Stored data entries:
+-------+

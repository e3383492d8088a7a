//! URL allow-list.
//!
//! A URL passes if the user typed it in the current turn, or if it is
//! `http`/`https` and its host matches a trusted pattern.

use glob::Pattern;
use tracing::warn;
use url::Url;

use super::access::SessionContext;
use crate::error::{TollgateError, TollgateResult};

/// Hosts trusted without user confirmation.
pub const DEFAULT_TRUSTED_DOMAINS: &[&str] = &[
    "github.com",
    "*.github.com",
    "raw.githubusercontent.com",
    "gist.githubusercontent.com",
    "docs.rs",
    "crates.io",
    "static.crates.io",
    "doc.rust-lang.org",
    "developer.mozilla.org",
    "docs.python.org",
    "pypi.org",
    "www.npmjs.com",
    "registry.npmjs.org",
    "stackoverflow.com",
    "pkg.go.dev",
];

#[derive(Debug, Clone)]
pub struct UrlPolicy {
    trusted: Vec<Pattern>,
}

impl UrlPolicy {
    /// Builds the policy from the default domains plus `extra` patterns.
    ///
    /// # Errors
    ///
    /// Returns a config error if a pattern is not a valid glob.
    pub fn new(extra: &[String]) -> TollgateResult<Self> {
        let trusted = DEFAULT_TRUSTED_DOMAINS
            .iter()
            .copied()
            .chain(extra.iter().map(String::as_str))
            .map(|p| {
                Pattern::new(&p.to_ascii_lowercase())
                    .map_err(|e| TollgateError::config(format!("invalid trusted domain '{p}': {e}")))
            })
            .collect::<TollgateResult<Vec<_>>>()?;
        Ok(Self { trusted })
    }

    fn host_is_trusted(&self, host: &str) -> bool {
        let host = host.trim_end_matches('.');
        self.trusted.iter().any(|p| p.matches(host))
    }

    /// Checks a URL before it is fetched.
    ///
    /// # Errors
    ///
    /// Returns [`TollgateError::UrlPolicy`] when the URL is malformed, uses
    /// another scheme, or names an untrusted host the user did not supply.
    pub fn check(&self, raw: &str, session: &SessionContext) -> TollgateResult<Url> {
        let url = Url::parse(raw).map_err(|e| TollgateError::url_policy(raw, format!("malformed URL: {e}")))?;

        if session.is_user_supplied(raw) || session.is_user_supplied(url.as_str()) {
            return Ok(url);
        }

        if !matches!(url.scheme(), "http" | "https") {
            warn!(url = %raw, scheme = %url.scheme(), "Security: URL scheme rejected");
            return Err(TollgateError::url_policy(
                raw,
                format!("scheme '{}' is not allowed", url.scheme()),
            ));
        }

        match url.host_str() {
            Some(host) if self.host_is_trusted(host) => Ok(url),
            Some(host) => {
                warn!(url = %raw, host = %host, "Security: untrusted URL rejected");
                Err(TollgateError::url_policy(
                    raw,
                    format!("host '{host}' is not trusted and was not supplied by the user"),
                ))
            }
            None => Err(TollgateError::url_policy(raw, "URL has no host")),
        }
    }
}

+-------+

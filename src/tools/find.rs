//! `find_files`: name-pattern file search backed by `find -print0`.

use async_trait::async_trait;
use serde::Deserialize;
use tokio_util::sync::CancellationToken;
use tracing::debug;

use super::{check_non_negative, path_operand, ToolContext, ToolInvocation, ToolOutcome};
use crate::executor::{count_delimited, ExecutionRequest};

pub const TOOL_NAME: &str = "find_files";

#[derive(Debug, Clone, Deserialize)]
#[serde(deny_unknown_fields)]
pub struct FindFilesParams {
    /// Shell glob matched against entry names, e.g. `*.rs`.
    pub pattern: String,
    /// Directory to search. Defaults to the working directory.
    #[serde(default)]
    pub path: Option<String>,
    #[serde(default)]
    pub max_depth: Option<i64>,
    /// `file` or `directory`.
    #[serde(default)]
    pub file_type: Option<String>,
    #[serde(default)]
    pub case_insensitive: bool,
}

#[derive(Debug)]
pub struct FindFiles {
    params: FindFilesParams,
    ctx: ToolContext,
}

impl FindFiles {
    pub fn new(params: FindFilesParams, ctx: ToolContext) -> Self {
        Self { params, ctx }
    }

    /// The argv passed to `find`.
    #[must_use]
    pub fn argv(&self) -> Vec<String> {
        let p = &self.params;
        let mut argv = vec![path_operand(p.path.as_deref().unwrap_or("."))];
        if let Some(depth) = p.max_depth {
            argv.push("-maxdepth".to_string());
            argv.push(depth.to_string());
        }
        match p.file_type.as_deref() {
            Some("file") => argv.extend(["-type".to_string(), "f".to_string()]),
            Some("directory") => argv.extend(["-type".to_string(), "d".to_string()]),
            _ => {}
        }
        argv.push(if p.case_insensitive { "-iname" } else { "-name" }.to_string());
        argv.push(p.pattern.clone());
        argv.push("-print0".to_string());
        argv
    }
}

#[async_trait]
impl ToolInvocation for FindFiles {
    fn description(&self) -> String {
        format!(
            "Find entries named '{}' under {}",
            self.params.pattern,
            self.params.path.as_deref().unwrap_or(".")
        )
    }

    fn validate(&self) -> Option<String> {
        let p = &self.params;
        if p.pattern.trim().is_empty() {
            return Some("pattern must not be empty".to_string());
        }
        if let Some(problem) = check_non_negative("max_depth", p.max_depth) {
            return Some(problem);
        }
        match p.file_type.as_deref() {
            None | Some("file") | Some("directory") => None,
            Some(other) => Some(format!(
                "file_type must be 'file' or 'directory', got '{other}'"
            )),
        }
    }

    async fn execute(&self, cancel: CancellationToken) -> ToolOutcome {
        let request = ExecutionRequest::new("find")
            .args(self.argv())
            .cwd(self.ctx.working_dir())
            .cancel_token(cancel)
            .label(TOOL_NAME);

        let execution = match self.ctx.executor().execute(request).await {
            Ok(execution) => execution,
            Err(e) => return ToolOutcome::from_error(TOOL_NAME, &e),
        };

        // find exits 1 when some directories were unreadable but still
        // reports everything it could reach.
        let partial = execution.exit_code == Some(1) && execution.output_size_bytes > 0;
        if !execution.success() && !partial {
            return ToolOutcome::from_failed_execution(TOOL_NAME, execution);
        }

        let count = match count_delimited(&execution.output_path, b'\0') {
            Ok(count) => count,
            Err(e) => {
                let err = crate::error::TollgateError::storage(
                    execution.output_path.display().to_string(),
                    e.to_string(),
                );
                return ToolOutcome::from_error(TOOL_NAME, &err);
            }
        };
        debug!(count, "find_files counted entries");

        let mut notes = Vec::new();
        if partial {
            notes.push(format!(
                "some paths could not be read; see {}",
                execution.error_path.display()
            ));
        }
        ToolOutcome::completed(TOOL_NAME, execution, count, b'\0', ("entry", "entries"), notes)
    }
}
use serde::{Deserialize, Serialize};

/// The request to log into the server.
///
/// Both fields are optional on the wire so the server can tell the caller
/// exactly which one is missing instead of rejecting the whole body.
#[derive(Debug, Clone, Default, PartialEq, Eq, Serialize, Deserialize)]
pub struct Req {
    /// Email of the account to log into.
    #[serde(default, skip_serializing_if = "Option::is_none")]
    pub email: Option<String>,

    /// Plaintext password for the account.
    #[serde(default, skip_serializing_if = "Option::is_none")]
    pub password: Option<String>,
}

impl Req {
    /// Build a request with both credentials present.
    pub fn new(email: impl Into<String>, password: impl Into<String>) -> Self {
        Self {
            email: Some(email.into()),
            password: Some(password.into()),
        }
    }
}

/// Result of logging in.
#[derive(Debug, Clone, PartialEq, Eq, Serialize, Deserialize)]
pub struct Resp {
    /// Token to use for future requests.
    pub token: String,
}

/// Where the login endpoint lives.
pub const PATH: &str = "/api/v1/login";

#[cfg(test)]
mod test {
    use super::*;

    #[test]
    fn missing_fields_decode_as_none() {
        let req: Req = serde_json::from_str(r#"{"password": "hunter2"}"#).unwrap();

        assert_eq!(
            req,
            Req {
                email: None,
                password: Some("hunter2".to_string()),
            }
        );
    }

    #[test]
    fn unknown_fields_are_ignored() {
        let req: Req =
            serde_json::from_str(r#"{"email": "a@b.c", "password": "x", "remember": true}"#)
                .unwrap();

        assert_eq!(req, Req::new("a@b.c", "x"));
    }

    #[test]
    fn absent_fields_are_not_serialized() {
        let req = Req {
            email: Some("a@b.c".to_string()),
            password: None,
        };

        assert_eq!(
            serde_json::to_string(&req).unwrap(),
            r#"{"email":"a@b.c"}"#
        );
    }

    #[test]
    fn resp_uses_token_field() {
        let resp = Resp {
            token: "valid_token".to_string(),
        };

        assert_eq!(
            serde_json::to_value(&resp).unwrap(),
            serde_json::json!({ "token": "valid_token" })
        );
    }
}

+-------+

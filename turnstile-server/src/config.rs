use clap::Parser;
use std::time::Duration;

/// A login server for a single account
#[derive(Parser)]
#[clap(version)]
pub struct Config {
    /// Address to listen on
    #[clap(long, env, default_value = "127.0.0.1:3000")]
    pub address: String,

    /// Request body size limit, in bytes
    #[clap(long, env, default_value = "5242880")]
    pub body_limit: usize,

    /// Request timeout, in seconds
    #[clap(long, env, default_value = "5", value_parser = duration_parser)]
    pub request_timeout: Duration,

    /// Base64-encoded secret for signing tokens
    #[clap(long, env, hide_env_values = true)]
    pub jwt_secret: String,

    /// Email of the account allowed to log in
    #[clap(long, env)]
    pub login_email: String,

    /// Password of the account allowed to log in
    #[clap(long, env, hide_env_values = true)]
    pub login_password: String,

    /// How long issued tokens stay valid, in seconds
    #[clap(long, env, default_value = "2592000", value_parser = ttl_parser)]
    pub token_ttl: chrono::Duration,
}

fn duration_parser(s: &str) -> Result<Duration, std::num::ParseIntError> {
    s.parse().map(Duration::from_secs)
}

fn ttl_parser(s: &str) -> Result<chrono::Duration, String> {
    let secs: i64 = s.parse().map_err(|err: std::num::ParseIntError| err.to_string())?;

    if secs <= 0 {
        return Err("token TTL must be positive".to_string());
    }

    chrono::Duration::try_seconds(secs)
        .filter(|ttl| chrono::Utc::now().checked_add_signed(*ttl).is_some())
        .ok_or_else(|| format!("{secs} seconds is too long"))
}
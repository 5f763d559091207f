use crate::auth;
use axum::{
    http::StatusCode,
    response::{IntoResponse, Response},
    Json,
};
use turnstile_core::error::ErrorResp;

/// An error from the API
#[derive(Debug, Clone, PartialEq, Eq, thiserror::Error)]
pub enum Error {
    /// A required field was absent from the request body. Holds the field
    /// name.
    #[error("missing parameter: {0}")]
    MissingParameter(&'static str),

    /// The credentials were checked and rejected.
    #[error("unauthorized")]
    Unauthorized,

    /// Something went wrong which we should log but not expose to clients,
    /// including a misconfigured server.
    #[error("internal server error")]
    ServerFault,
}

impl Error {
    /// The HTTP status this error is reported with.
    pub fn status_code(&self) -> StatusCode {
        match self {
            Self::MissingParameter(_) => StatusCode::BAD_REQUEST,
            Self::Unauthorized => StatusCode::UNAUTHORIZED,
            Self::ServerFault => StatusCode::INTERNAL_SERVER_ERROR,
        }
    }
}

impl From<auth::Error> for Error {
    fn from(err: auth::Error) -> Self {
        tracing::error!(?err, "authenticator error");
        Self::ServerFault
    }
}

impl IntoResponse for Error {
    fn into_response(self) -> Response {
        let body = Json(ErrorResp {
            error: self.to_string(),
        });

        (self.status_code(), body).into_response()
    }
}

+-------+

Your instructions
Copy out, from the data above, every line holding the word "scheme".

Task answer
    /// another scheme, or names an untrusted host the user did not supply.
        if !matches!(url.scheme(), "http" | "https") {
            warn!(url = %raw, scheme = %url.scheme(), "Security: URL scheme rejected");
                format!("scheme '{}' is not allowed", url.scheme()),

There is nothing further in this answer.